The Artemis Synthesizer was created as a kit for Boston University’s Artemis Project. This project aims to teach female rising high school freshmen about computer science with hands-on activities. [Chris] based the kit on a ATMEGA328P microcontroller and a MCP4921 digital to analog converter. It can be used in a keyboard mode, where the buttons toggle various notes of the scale, or in a sequencer mode, where the buttons are used to toggle pre-programmed sequences.

[Chris] wanted the kit to be usable by the students after the workshop, so he used an optical link dubbed the “Optoloader” to program new sequences and waveforms into the device. A web based application allows for waveforms and sequences to be built in the browser, then programmed by holding a phototransistor up to a blinking square. The square flashes black and white corresponding to a Biphase Mark Code encoded message. This is decoded by the microcontroller on the synthesizer and stored in memory. As a result, no special hardware is needed to play new waveforms and sequences.

[Chris] has a thorough write up for the project, including feedback surveys from the students. He plans to add more specific information about the Optoloader in the future.

Check out a video of the kit in action after the break.

14 thoughts on “Artemis Synthesizer Kit

  1. I was going to leave some comment about having such a tough time getting a girlfriend he’s now trying high school freshman, but then I thought the better of it…

  2. Very impressive project!
    I wonder how well the transfer speed could be scaled up. Limiting factor would probably be the monitor refresh rate. A native application that can wait for VSync could probably be a bit faster, but even then the max transfer rate would still be a few bytes per second.
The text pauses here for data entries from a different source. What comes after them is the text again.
//! Show the display variant of every shoe in a catalog.

use anyhow::Result;
use serde::Serialize;
use stride_catalog::{format_price, Catalog, Currency, ReleaseWindow, Variant};

use super::{load_catalog, release_window, ClassifyArgs};
use crate::context::Context;
use crate::output::variant_badge;

/// One classified listing.
#[derive(Debug, Serialize)]
pub struct ClassifiedShoe {
    pub slug: String,
    pub variant: Variant,
    pub price: String,
    #[serde(skip_serializing_if = "Option::is_none")]
    pub sale_price: Option<String>,
}

/// Run the classify command.
pub async fn run(args: ClassifyArgs, ctx: &Context) -> Result<()> {
    ctx.config.validate()?;

    let catalog = load_catalog(&args.catalog, ctx).await?;
    let window = release_window(args.as_of.as_deref(), ctx)?;
    let rows = classify_catalog(&catalog, &window, ctx.config.currency()?);

    if ctx.output.is_json() {
        ctx.output.json(&rows);
        return Ok(());
    }

    ctx.output.header(&format!("{} ({} shoes)", args.catalog, rows.len()));
    let widths = [28, 12, 12, 12];
    ctx.output.table_row(&["SLUG", "VARIANT", "PRICE", "SALE"], &widths);
    for row in &rows {
        // Pad outside the styled text so escape codes do not skew the columns.
        let padding = widths[1].saturating_sub(row.variant.as_str().len());
        let variant = format!("{}{}", variant_badge(row.variant), " ".repeat(padding));
        ctx.output.table_row(
            &[
                row.slug.as_str(),
                variant.as_str(),
                row.price.as_str(),
                row.sale_price.as_deref().unwrap_or("-"),
            ],
            &[widths[0], 0, widths[2], widths[3]],
        );
    }

    Ok(())
}

/// Classify every listing, keeping catalog order.
pub fn classify_catalog(
    catalog: &Catalog,
    window: &ReleaseWindow,
    currency: Currency,
) -> Vec<ClassifiedShoe> {
    catalog
        .shoes
        .iter()
        .map(|shoe| ClassifiedShoe {
            slug: shoe.slug.clone(),
            variant: shoe.variant(window),
            price: format_price(shoe.price, currency),
            sale_price: shoe.sale_price.map(|sale| format_price(sale, currency)),
        })
        .collect()
}

#[cfg(test)]
mod tests {
    use super::*;
    use chrono::{Duration, TimeZone, Utc};
    use stride_catalog::ShoeListing;

    use crate::config::CliConfig;
    use crate::output::Output;

    #[tokio::test]
    async fn test_classify_demo_catalog() {
        let ctx = Context {
            config: CliConfig::default(),
            config_path: None,
            output: Output::new(false, true),
            cwd: env!("CARGO_MANIFEST_DIR").into(),
        };
        let args = ClassifyArgs {
            catalog: "../../demos/shoes.json".to_string(),
            as_of: Some("2026-10-19".to_string()),
        };

        assert!(run(args, &ctx).await.is_ok());
    }

    #[test]
    fn test_classify_catalog() {
        let now = Utc.with_ymd_and_hms(2024, 6, 1, 0, 0, 0).unwrap();
        let catalog = Catalog::new(vec![
            ShoeListing::new("fresh", "Fresh", "f.jpg", 9000, now - Duration::days(3), 1),
            ShoeListing::new("deal", "Deal", "d.jpg", 13000, now - Duration::days(3), 2)
                .with_sale_price(11000),
        ]);
        let window = ReleaseWindow::default().as_of(now);

        let rows = classify_catalog(&catalog, &window, Currency::USD);
        assert_eq!(rows[0].variant, Variant::NewRelease);
        assert_eq!(rows[0].sale_price, None);
        assert_eq!(rows[1].variant, Variant::OnSale);
        assert_eq!(rows[1].sale_price.as_deref(), Some("$110.00"));

        let json = serde_json::to_value(&rows).unwrap();
        assert_eq!(json[1]["variant"], "on-sale");
    }
}
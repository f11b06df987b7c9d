//! HTML rendering for shoe cards.

use stride_catalog::Variant;

use crate::card::CardView;

/// Render a single card.
pub fn render_card(card: &CardView) -> String {
    let price_class = if card.price_struck {
        "shoe-price shoe-price--struck"
    } else {
        "shoe-price"
    };

    let sale_price = match &card.sale_price_label {
        Some(label) => format!(
            r#"<span class="shoe-sale-price">{}</span>"#,
            html_escape(label)
        ),
        None => String::new(),
    };

    let badge = match card.badge {
        Some(badge) => format!(
            r#"<span class="variant-tag" style="background-color: {}">{}</span>"#,
            html_escape(badge.color),
            html_escape(badge.text)
        ),
        None => String::new(),
    };

    format!(
        r#"<a class="shoe-link" href="{href}">
    <article class="shoe-card" data-variant="{variant}">
        <div class="shoe-image-wrapper">
            <img class="shoe-image" alt="{alt}" src="{src}">
        </div>
        {spacer}
        <div class="shoe-row">
            <h3 class="shoe-name">{name}</h3>
            <span class="{price_class}">{price}</span>
        </div>
        <div class="shoe-row">
            <p class="shoe-colors">{colors}</p>
            {sale_price}
        </div>
        {badge}
    </article>
</a>"#,
        href = html_escape(&card.href),
        variant = card.variant.as_str(),
        alt = html_escape(&card.image_alt),
        src = html_escape(&card.image_src),
        spacer = spacer(card.spacer),
        name = html_escape(&card.name),
        price_class = price_class,
        price = html_escape(&card.price_label),
        colors = html_escape(&card.color_label),
        sale_price = sale_price,
        badge = badge,
    )
}

/// Render the catalog grid.
pub fn render_grid(cards: &[CardView]) -> String {
    if cards.is_empty() {
        return r#"<section class="shoe-catalog" data-section="catalog">
    <p class="catalog-empty">No shoes to show.</p>
</section>"#
            .to_string();
    }

    let cards_html: String = cards.iter().map(render_card).collect();

    format!(
        r#"<section class="shoe-catalog" data-section="catalog" data-count="{}" data-on-sale="{}" data-new-release="{}">
    <div class="shoe-grid">
        {}
    </div>
</section>"#,
        cards.len(),
        count_variant(cards, Variant::OnSale),
        count_variant(cards, Variant::NewRelease),
        cards_html
    )
}

/// Fixed-size vertical gap.
pub fn spacer(size: u32) -> String {
    format!(
        r#"<span class="spacer" style="display: block; width: {size}px; min-width: {size}px; height: {size}px; min-height: {size}px"></span>"#,
        size = size
    )
}

fn count_variant(cards: &[CardView], variant: Variant) -> usize {
    cards.iter().filter(|c| c.variant == variant).count()
}

pub(crate) fn html_escape(s: &str) -> String {
    s.replace('&', "&amp;")
        .replace('<', "&lt;")
        .replace('>', "&gt;")
        .replace('"', "&quot;")
}
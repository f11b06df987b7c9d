//! Configuration management commands.

use std::path::Path;

use anyhow::{bail, Result};

use super::{ConfigArgs, ConfigCommand};
use crate::config::generate_default_config;
use crate::context::{Context, CONFIG_NAMES};

/// Run the config command.
pub async fn run(args: ConfigArgs, ctx: &Context) -> Result<()> {
    match args.command {
        ConfigCommand::Show => show_config(ctx).await,
        ConfigCommand::Init { force } => init_config(force, ctx).await,
        ConfigCommand::Validate => validate_config(ctx).await,
    }
}

async fn show_config(ctx: &Context) -> Result<()> {
    if ctx.output.is_json() {
        ctx.output.json(&ctx.config);
        return Ok(());
    }

    ctx.output.header("Current Configuration");
    match &ctx.config_path {
        Some(path) => ctx.output.kv("file", &path.display().to_string()),
        None => ctx.output.kv("file", "(defaults)"),
    }

    ctx.output.info("[store]");
    ctx.output.kv("name", &ctx.config.store.name);
    ctx.output.kv("currency", &ctx.config.store.currency);

    ctx.output.info("[release]");
    ctx.output.kv("window_days", &ctx.config.release.window_days.to_string());

    ctx.output.info("[render]");
    if let Some(ref title) = ctx.config.render.title {
        ctx.output.kv("title", title);
    }
    ctx.output.kv("sort", &ctx.config.render.sort);

    ctx.output.info("[logging]");
    ctx.output.kv("level", &ctx.config.logging.level);
    ctx.output.kv("format", &ctx.config.logging.format);

    Ok(())
}

async fn init_config(force: bool, ctx: &Context) -> Result<()> {
    let path = ctx.cwd.join(CONFIG_NAMES[0]);

    if path.exists() && !force {
        bail!(
            "{} already exists. Use --force to overwrite.",
            path.display()
        );
    }

    write_default_config(&path).await?;
    ctx.output.success(&format!("Created {}", path.display()));
    Ok(())
}

async fn write_default_config(path: &Path) -> Result<()> {
    tokio::fs::write(path, generate_default_config()).await?;
    Ok(())
}

async fn validate_config(ctx: &Context) -> Result<()> {
    ctx.config.validate()?;

    match &ctx.config_path {
        Some(path) => ctx
            .output
            .success(&format!("{} is valid", path.display())),
        None => ctx
            .output
            .warn("No config file found; built-in defaults are valid"),
    }
    Ok(())
}

#[cfg(test)]
mod tests {
    use super::*;
    use crate::config::CliConfig;

    #[tokio::test]
    async fn test_write_default_config_loads_back() {
        let dir = tempfile::tempdir().unwrap();
        let path = dir.path().join("stride.toml");

        write_default_config(&path).await.unwrap();

        let config = CliConfig::load(path.to_str().unwrap()).unwrap();
        assert!(config.validate().is_ok());
    }
}
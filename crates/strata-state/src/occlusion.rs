//! Occlusion-stack maintenance (`SPEC_FULL.md` §4.3, §9).
//!
//! Rebuilt wholesale on structural change to a parent's children (attach,
//! detach, move, resize, enable, disable) rather than diffed incrementally
//! cell-by-cell — children lists are small in practice, and the important
//! invariant from §9 ("never recomputed wholesale during a render") is
//! preserved: nothing here runs on the render path, only on mutation.

use std::collections::HashMap;

use crate::manager::RectManager;
use crate::rect::RectId;

impl RectManager {
    /// Recomputes `parent_id`'s occlusion map from its current children,
    /// in z-order (list order), filtering footprints to coordinates that are
    /// non-negative and in-bounds of the parent, per the spec's resolved
    /// Open Question.
    pub(crate) fn rebuild_occlusion(&mut self, parent_id: RectId) {
        let Some(parent) = self.rects.get(&parent_id) else { return };
        let children = parent.children.clone();
        let (pw, ph) = (parent.width, parent.height);

        let mut fresh: HashMap<(u16, u16), Vec<RectId>> = HashMap::new();
        for child_id in children {
            let Some(child) = self.rects.get(&child_id) else { continue };
            if !child.enabled {
                continue;
            }
            let (ox, oy, w, h) = (child.offset_x, child.offset_y, child.width, child.height);
            for ly in 0..h {
                for lx in 0..w {
                    let Some(px) = ox.checked_add(lx as i32) else { continue };
                    let Some(py) = oy.checked_add(ly as i32) else { continue };
                    if px < 0 || py < 0 || px as u16 >= pw || py as u16 >= ph {
                        continue;
                    }
                    fresh.entry((px as u16, py as u16)).or_default().push(child_id);
                }
            }
        }

        if let Some(parent) = self.rects.get_mut(&parent_id) {
            parent.occlusion = fresh;
        }
    }
}

#[cfg(test)]
mod tests {
    use crate::manager::RectManager;
    use crate::rect::ROOT;

    #[test]
    fn later_child_is_topmost_in_stack() {
        let mut m = RectManager::new(10, 1);
        let a = m.create(ROOT, 5, 1).unwrap();
        let b = m.create(ROOT, 3, 1).unwrap();
        m.set_position(b, 2, 0).unwrap();
        let stack = m.require(ROOT).unwrap().occlusion.get(&(2, 0)).cloned().unwrap();
        assert_eq!(stack, vec![a, b]);
    }

    #[test]
    fn negative_offset_cells_are_filtered_out() {
        let mut m = RectManager::new(10, 1);
        let a = m.create(ROOT, 5, 1).unwrap();
        m.set_position(a, -3, 0).unwrap();
        let occl = &m.require(ROOT).unwrap().occlusion;
        assert!(!occl.values().flatten().any(|&id| id == a && false));
        assert!(occl.get(&(0, 0)).map(|s| s.contains(&a)).unwrap_or(false));
        assert!(occl.get(&(1, 0)).map(|s| s.contains(&a)).unwrap_or(false));
    }

    #[test]
    fn disabled_child_has_no_occlusion_entries() {
        let mut m = RectManager::new(10, 1);
        let a = m.create(ROOT, 5, 1).unwrap();
        m.disable_rect(a).unwrap();
        let occl = &m.require(ROOT).unwrap().occlusion;
        assert!(occl.values().flatten().all(|&id| id != a));
    }
}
    1. considering it has been around in a watch for quite sometime its apparently not feasible for large amounts of data even in a refined state but still seems a lot more convenient to me i wish more things upgraded/expanded like this… perhaps people have seizures from tech like this

    2. So it does not scale super well with javascript. You introduce a lot of clock jitter, to the point where differentiating your transitions becomes very very difficult. However, you could go rather fast over a direct optical link, or possibly even if you had control of the display directly.
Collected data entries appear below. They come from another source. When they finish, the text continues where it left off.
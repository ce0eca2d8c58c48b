//! Composed-grid representation and the ANSI-emitting renderer.
//!
//! This crate owns component 6 of the compositor (the renderer): turning a
//! rectangle of [`strata_cell::Cell`]s into a minimal byte stream, and
//! remembering what was last written so the next call only repaints what
//! changed. It knows nothing about the rect tree — that lives in
//! `strata-state`, which depends on this crate rather than the other way
//! around, so the emission logic stays testable in isolation (see the
//! scenarios in `renderer::tests`).

pub mod grid;
pub mod renderer;
pub mod sgr;

pub use grid::ComposedGrid;
pub use renderer::Renderer;
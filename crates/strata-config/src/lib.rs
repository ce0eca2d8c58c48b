//! Engine configuration (`SPEC_FULL.md` §4.7).
//!
//! Grounded on the teacher's `core-config` loading posture: an optional
//! TOML file, unknown fields ignored for forward compatibility, and a
//! resilient fallback to defaults on a parse error rather than a hard
//! startup failure.

use std::{fs, path::{Path, PathBuf}};

use anyhow::Result;
use serde::Deserialize;

#[derive(Debug, Deserialize, Clone, PartialEq, Eq)]
#[serde(default)]
pub struct TerminalConfig {
    pub alternate_screen: bool,
    pub fallback_width: u16,
    pub fallback_height: u16,
}

impl Default for TerminalConfig {
    fn default() -> Self {
        Self { alternate_screen: true, fallback_width: 80, fallback_height: 24 }
    }
}

#[derive(Debug, Deserialize, Clone, PartialEq, Eq)]
#[serde(default)]
pub struct LoggingConfig {
    pub level: String,
    pub file: Option<PathBuf>,
}

impl Default for LoggingConfig {
    fn default() -> Self {
        Self { level: "info".to_string(), file: None }
    }
}

#[derive(Debug, Deserialize, Clone, Default, PartialEq, Eq)]
#[serde(default)]
pub struct ConfigFile {
    pub terminal: TerminalConfig,
    pub logging: LoggingConfig,
}

/// Best-effort config path following platform conventions, preferring a
/// local working-directory file before falling back to a platform config
/// directory.
pub fn discover() -> PathBuf {
    let local = PathBuf::from("strata.toml");
    if local.exists() {
        return local;
    }
    if let Some(dir) = dirs::config_dir() {
        return dir.join("strata").join("strata.toml");
    }
    PathBuf::from("strata.toml")
}

/// Loads configuration from `path`, or from `discover()` if `None`. Unknown
/// fields are ignored. A missing file or a parse error both fall back to
/// defaults rather than failing startup.
pub fn load_from(path: Option<&Path>) -> Result<ConfigFile> {
    let path = path.map(Path::to_path_buf).unwrap_or_else(discover);
    let Ok(content) = fs::read_to_string(&path) else {
        return Ok(ConfigFile::default());
    };
    match toml::from_str(&content) {
        Ok(file) => Ok(file),
        Err(e) => {
            tracing::warn!(path = %path.display(), error = %e, "config parse failed, using defaults");
            Ok(ConfigFile::default())
        }
    }
}

#[cfg(test)]
mod tests {
    use super::*;

    #[test]
    fn missing_file_yields_defaults() {
        let config = load_from(Some(Path::new("/nonexistent/strata.toml"))).unwrap();
        assert_eq!(config, ConfigFile::default());
    }

    #[test]
    fn unknown_fields_are_ignored() {
        let dir = tempfile::tempdir().unwrap();
        let path = dir.path().join("strata.toml");
        fs::write(&path, "mystery = true\n[terminal]\nalternate_screen = false\n").unwrap();
        let config = load_from(Some(&path)).unwrap();
        assert!(!config.terminal.alternate_screen);
    }

    #[test]
    fn malformed_toml_falls_back_to_defaults() {
        let dir = tempfile::tempdir().unwrap();
        let path = dir.path().join("strata.toml");
        fs::write(&path, "not valid toml [[[").unwrap();
        let config = load_from(Some(&path)).unwrap();
        assert_eq!(config, ConfigFile::default());
    }

    #[test]
    fn logging_level_defaults_to_info() {
        assert_eq!(LoggingConfig::default().level, "info");
    }
}
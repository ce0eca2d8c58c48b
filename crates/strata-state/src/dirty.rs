//! Dirty propagation: bubbling a changed local cell up through ancestors,
//! and escalating a rect to `full_refresh` with its footprint flagged dirty
//! in its parent (`SPEC_FULL.md` §4.2).

use crate::manager::RectManager;
use crate::rect::RectId;

impl RectManager {
    /// Flags `(x, y)` dirty in `id`, then translates it through `id`'s own
    /// offset and repeats on the parent, climbing until the root or a
    /// disabled ancestor is reached.
    pub(crate) fn mark_cell_dirty(&mut self, id: RectId, x: u16, y: u16) {
        let mut cur = id;
        let mut cx = x;
        let mut cy = y;
        loop {
            let Some(rect) = self.rects.get_mut(&cur) else { return };
            rect.mark_dirty(cx, cy);
            let (parent, ox, oy, enabled) = (rect.parent, rect.offset_x, rect.offset_y, rect.enabled);
            if !enabled {
                return;
            }
            let Some(parent_id) = parent else { return };
            let px = ox.checked_add(cx as i32);
            let py = oy.checked_add(cy as i32);
            let (Some(px), Some(py)) = (px, py) else { return };
            if px < 0 || py < 0 {
                return;
            }
            cur = parent_id;
            cx = px as u16;
            cy = py as u16;
        }
    }

    /// Marks every local cell of `id`'s current extent dirty in its parent,
    /// bubbling further up from there. Used for structural changes and the
    /// "ghost" side of a move/resize (call once before and once after).
    pub(crate) fn dirty_full_footprint_in_parent(&mut self, id: RectId) {
        let Some((parent_id, ox, oy, w, h)) = self.rects.get(&id).and_then(|r| {
            r.parent.map(|p| (p, r.offset_x, r.offset_y, r.width, r.height))
        }) else {
            return;
        };
        for y in 0..h {
            for x in 0..w {
                if let (Some(px), Some(py)) = (ox.checked_add(x as i32), oy.checked_add(y as i32)) {
                    if px >= 0 && py >= 0 {
                        self.mark_cell_dirty(parent_id, px as u16, py as u16);
                    }
                }
            }
        }
    }

    /// Sets `full_refresh` on `id` and dirties its current footprint in the
    /// parent (the "before" half of a move/resize should call this prior to
    /// changing geometry; the "after" half calls it again afterward).
    pub(crate) fn escalate_full_refresh(&mut self, id: RectId) {
        if let Some(rect) = self.rects.get_mut(&id) {
            rect.mark_full_dirty();
        }
        self.dirty_full_footprint_in_parent(id);
    }
}
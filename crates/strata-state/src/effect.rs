//! Default-effect operations (`SPEC_FULL.md` §4.1). Every cell in a rect
//! reads its effect live from `default_effect`, so these operations only
//! need to mutate that one field and escalate `full_refresh` when the
//! resulting value actually changed.

use strata_cell::Color;

use crate::error::RectResult;
use crate::manager::RectManager;
use crate::rect::RectId;

impl RectManager {
    fn update_effect(&mut self, id: RectId, f: impl FnOnce(strata_cell::Effect) -> strata_cell::Effect) -> RectResult<()> {
        let rect = self.require_mut(id)?;
        let before = rect.default_effect;
        let after = f(before);
        if after == before {
            return Ok(());
        }
        rect.default_effect = after;
        self.escalate_full_refresh(id);
        Ok(())
    }

    pub fn set_fg_color(&mut self, id: RectId, color: u8) -> RectResult<()> {
        let color = Color::new(color)?;
        self.update_effect(id, move |e| e.with_fg(color))
    }

    pub fn set_bg_color(&mut self, id: RectId, color: u8) -> RectResult<()> {
        let color = Color::new(color)?;
        self.update_effect(id, move |e| e.with_bg(color))
    }

    pub fn unset_fg_color(&mut self, id: RectId) -> RectResult<()> {
        self.update_effect(id, |e| e.without_fg())
    }

    pub fn unset_bg_color(&mut self, id: RectId) -> RectResult<()> {
        self.update_effect(id, |e| e.without_bg())
    }

    /// Clears fg and bg only; bold/underline/invert are independent (spec's
    /// resolved Open Question on historical `unset_color` disagreement).
    pub fn unset_color(&mut self, id: RectId) -> RectResult<()> {
        self.update_effect(id, |e| e.without_color())
    }

    pub fn set_bold_flag(&mut self, id: RectId) -> RectResult<()> {
        self.update_effect(id, |e| e.with_bold(true))
    }

    pub fn unset_bold_flag(&mut self, id: RectId) -> RectResult<()> {
        self.update_effect(id, |e| e.with_bold(false))
    }

    pub fn set_underline_flag(&mut self, id: RectId) -> RectResult<()> {
        self.update_effect(id, |e| e.with_underline(true))
    }

    pub fn unset_underline_flag(&mut self, id: RectId) -> RectResult<()> {
        self.update_effect(id, |e| e.with_underline(false))
    }

    pub fn set_invert_flag(&mut self, id: RectId) -> RectResult<()> {
        self.update_effect(id, |e| e.with_invert(true))
    }

    pub fn unset_invert_flag(&mut self, id: RectId) -> RectResult<()> {
        self.update_effect(id, |e| e.with_invert(false))
    }
}

#[cfg(test)]
mod tests {
    use super::*;
    use crate::error::RectError;
    use crate::rect::ROOT;

    #[test]
    fn set_fg_color_rejects_out_of_range() {
        let mut m = RectManager::new(5, 5);
        assert_eq!(m.set_fg_color(ROOT, 16), Err(RectError::BadColor));
    }

    #[test]
    fn set_fg_color_escalates_full_refresh_only_on_change() {
        let mut m = RectManager::new(5, 5);
        let r = m.create(ROOT, 3, 1).unwrap();
        m.require_mut(r).unwrap().clear_dirty();
        m.set_fg_color(r, 1).unwrap();
        assert!(m.require(r).unwrap().full_refresh);
        m.require_mut(r).unwrap().clear_dirty();
        m.set_fg_color(r, 1).unwrap();
        assert!(!m.require(r).unwrap().full_refresh);
    }

    #[test]
    fn unset_color_leaves_flags_untouched() {
        let mut m = RectManager::new(5, 5);
        let r = m.create(ROOT, 3, 1).unwrap();
        m.set_fg_color(r, 1).unwrap();
        m.set_bold_flag(r).unwrap();
        m.unset_color(r).unwrap();
        let effect = m.require(r).unwrap().default_effect;
        assert!(effect.fg().is_none());
        assert!(effect.bold());
    }
}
      One major application I can think of is iPhone/Android to embedded device programming/transmission. I believe the Electric Imp uses some similar technology.

      1. For the amount of data transferred here, the javascript code is probably fast enough already. Limiting factor will stay the monitor refresh rate, which is really low.

        An Android/iPhone already has a camera, which would make other methods much more feasible.

        But for sending a little data to a mcu, it is a very good idea. It just won’t scale up well because of the monitor.

        It used to be so that a few generations back almost all laptops came with an IR port, so at least there we could reach modem-era speeds.
        But if i have to get one for my pc, i might as well just plug in the uart or usb or jtag or whatever.

    3. Speed could go up when using multiple channels, but even with 8 photocells and a 60Hz encoding clock it would still only be a few dozen bytes per second.

      1. Or you could use 4 or more light levels and get same speedup with one chanel.A duall chanel with 8 levels would give you ~6x the bandwidth.Maybe i should go to my bench….

    1. thinking about it further, it’s useless, the monitor refresh rate is just too low. Even 8 channels with 4 levels will still not get you even 100 bytes / sec. Better to go with sound then as the rate is much much higher.

      1. That was my thought as well. From an old MIDI dog, the “wav file thru mini or micro audio jack should do the jerb quite well, although I do like his blinky screen method too. Like others have pointed out, it can be a little unstable. Overall nice job on the build and hope this gets more ladies into science.

      2. @Bill I also thought about that. My boss was really keen on the lights and I recently implemented Biphase Mark Code for a Fiber Optic Link for a CMS test rig, so I took that knowledge and tried to apply it in this cool way. I want to do more work with it, but I have been swamped.

        I have a programmable guitar pedal I want to make that I really want to use an audio jack to program it… Or interconnect pre-written blocks in cool ways, or something.

      3. @cj Good deal. It does give it a neato factor as well as the boss thing ;)

        With the pedals, I can tell ya to keep with your current config (in a way) and go with a normal looking 1/4″ tip and have a tiny led and in the other end the receiver for an opto-isolated data line to avoid ground hum. Could be a neat overall package-guitar2.0 or some such. Again, I borrow this from midi. I dunno you may have some bluetooth dev pedal thingies- I’m just typethinking out loud :) Best to ya.

  3. A better way than the optical link might be to use the soundcard. Even just with a mic on board, and PC speakers, you should be able to get a few hundred bps, much faster than 60-80Hz refresh rate of a monitor.